(Entries provided)
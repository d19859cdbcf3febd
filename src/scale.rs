//! Nearest-neighbor scaling
//!
//! Two primitives, both without interpolation so flat pixel-art blocks stay
//! crisp and every output pixel is an exact copy of some input pixel:
//!
//! - [`scale_nearest`] - integer-factor upscaling used by the encoder
//! - [`resample_nearest`] - arbitrary target size, used by the tile normalizer
//!
//! Coordinates are mapped with integer arithmetic rather than
//! `image::imageops::resize`, whose center-sampling map differs from
//! `floor(dst * src / dst_len)` for non-integer ratios.

use image::RgbaImage;

use crate::error::{Result, SnapshotError};

/// Convert a numeric scale factor into the integer factor the scaler accepts.
///
/// Callers that compute a factor from a ratio must round first; anything that
/// is not a finite positive integer is rejected.
///
/// # Examples
///
/// ```
/// use gridsnap::scale::integer_factor;
///
/// assert_eq!(integer_factor(6.0).unwrap(), 6);
/// assert!(integer_factor(1.5).is_err());
/// assert!(integer_factor(0.0).is_err());
/// ```
pub fn integer_factor(factor: f64) -> Result<u32> {
    if !factor.is_finite() || factor < 1.0 || factor.fract() != 0.0 || factor > u32::MAX as f64 {
        return Err(SnapshotError::InvalidScaleFactor(factor));
    }
    Ok(factor as u32)
}

/// Scale an image by an integer factor using nearest-neighbor sampling.
///
/// Destination pixel `(dx, dy)` is a verbatim copy (all four channels) of
/// source pixel `(dx / factor, dy / factor)`, so each source pixel becomes a
/// `factor x factor` block.
///
/// # Errors
///
/// Returns [`SnapshotError::InvalidScaleFactor`] when `factor` is zero.
pub fn scale_nearest(image: &RgbaImage, factor: u32) -> Result<RgbaImage> {
    if factor == 0 {
        return Err(SnapshotError::InvalidScaleFactor(0.0));
    }
    if factor == 1 {
        return Ok(image.clone());
    }

    let (w, h) = image.dimensions();
    let new_w = w.checked_mul(factor).ok_or(SnapshotError::InvalidScaleFactor(factor as f64))?;
    let new_h = h.checked_mul(factor).ok_or(SnapshotError::InvalidScaleFactor(factor as f64))?;

    Ok(RgbaImage::from_fn(new_w, new_h, |dx, dy| *image.get_pixel(dx / factor, dy / factor)))
}

/// Resample an image to an exact size using nearest-neighbor sampling.
///
/// Each axis has its own ratio: `src_x = floor(dx * src_w / new_w)` and
/// `src_y = floor(dy * src_h / new_h)`. Works for up- and down-sampling and
/// for ratios that are not integral in either direction.
///
/// The caller guarantees non-zero source and destination dimensions.
pub fn resample_nearest(image: &RgbaImage, new_w: u32, new_h: u32) -> RgbaImage {
    let (src_w, src_h) = image.dimensions();
    if (src_w, src_h) == (new_w, new_h) {
        return image.clone();
    }

    RgbaImage::from_fn(new_w, new_h, |dx, dy| {
        let sx = source_coord(dx, src_w, new_w);
        let sy = source_coord(dy, src_h, new_h);
        *image.get_pixel(sx, sy)
    })
}

/// `floor(dest * src_len / dst_len)`, widened so large images cannot overflow.
fn source_coord(dest: u32, src_len: u32, dst_len: u32) -> u32 {
    let mapped = (dest as u64 * src_len as u64) / dst_len as u64;
    (mapped as u32).min(src_len - 1)
}
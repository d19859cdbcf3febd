//! Error types for the snapshot pipeline

use thiserror::Error;

/// Error raised by any stage of the snapshot pipeline.
#[derive(Debug, Error)]
#[non_exhaustive]
pub enum SnapshotError {
    /// A source tile could not be read or decoded
    #[error("failed to decode tile '{origin}': {reason}")]
    Decode { origin: String, reason: String },

    /// A scale factor that is not a positive integer reached the integer scaler
    #[error("invalid scale factor {0}: must be a positive integer")]
    InvalidScaleFactor(f64),

    /// A target size other than 432 or 576
    #[error("unsupported target size {0}: expected 432 or 576")]
    UnsupportedTarget(u32),

    /// A palette size outside the supported set
    #[error("unsupported palette size {0}: expected one of 8, 12, 16, 24, 32")]
    UnsupportedPaletteSize(usize),

    /// A grid with zero rows or columns
    #[error("invalid grid {rows}x{cols}: rows and cols must be at least 1")]
    InvalidGrid { rows: u32, cols: u32 },

    /// Every rung of the size guard ladder stayed over the byte cap
    #[error(
        "snapshot does not fit in {cap} bytes (smallest attempt was {smallest} bytes after {attempts} retries); reduce grid size or simplify artwork"
    )]
    CompressionExhausted { cap: usize, smallest: usize, attempts: usize },

    /// The PNG writer failed
    #[error("PNG encoding failed: {0}")]
    Encode(#[from] png::EncodingError),

    /// File I/O failure while loading tiles or writing output
    #[error("IO error: {0}")]
    Io(#[from] std::io::Error),
}

impl SnapshotError {
    /// Build a decode error for a tile identified by `origin` (a path or URL).
    pub fn decode(origin: impl Into<String>, reason: impl std::fmt::Display) -> Self {
        SnapshotError::Decode { origin: origin.into(), reason: reason.to_string() }
    }
}

/// Result alias used throughout the pipeline.
pub type Result<T> = std::result::Result<T, SnapshotError>;
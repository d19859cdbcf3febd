//! Check command implementation

use std::path::Path;
use std::process::ExitCode;

use super::{EXIT_ERROR, EXIT_INVALID_ARGS, EXIT_SUCCESS};
use crate::constants::SNAPSHOT_BYTE_CAP;

/// Execute the check command
///
/// Exits with [`EXIT_ERROR`] when the file is over the cap.
pub fn run_check(input: &Path, cap: Option<usize>) -> ExitCode {
    let cap = cap.unwrap_or(SNAPSHOT_BYTE_CAP);
    if cap == 0 {
        eprintln!("Error: --cap must be at least 1");
        return ExitCode::from(EXIT_INVALID_ARGS);
    }

    let bytes = match std::fs::read(input) {
        Ok(b) => b,
        Err(e) => {
            eprintln!("Error: Failed to read '{}': {}", input.display(), e);
            return ExitCode::from(EXIT_ERROR);
        }
    };

    let (width, height) = match image::load_from_memory_with_format(&bytes, image::ImageFormat::Png)
    {
        Ok(img) => (img.width(), img.height()),
        Err(e) => {
            eprintln!("Error: '{}' is not a valid PNG: {}", input.display(), e);
            return ExitCode::from(EXIT_ERROR);
        }
    };

    let verdict = if bytes.len() <= cap { "OK" } else { "OVER" };
    println!("{}: {}x{}, {} / {} bytes ({})", input.display(), width, height, bytes.len(), cap, verdict);

    if bytes.len() <= cap {
        ExitCode::from(EXIT_SUCCESS)
    } else {
        ExitCode::from(EXIT_ERROR)
    }
}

(Task details)
Beginning with the line that contains "return ExitCode::from(EXIT_INVALID_ARGS);" and ending with the last line of the data above, return those lines exactly and nothing else.

(Exercise response)
        return ExitCode::from(EXIT_INVALID_ARGS);
    }

    let bytes = match std::fs::read(input) {
        Ok(b) => b,
        Err(e) => {
            eprintln!("Error: Failed to read '{}': {}", input.display(), e);
            return ExitCode::from(EXIT_ERROR);
        }
    };

    let (width, height) = match image::load_from_memory_with_format(&bytes, image::ImageFormat::Png)
    {
        Ok(img) => (img.width(), img.height()),
        Err(e) => {
            eprintln!("Error: '{}' is not a valid PNG: {}", input.display(), e);
            return ExitCode::from(EXIT_ERROR);
        }
    };

    let verdict = if bytes.len() <= cap { "OK" } else { "OVER" };
    println!("{}: {}x{}, {} / {} bytes ({})", input.display(), width, height, bytes.len(), cap, verdict);

    if bytes.len() <= cap {
        ExitCode::from(EXIT_SUCCESS)
    } else {
        ExitCode::from(EXIT_ERROR)
    }
}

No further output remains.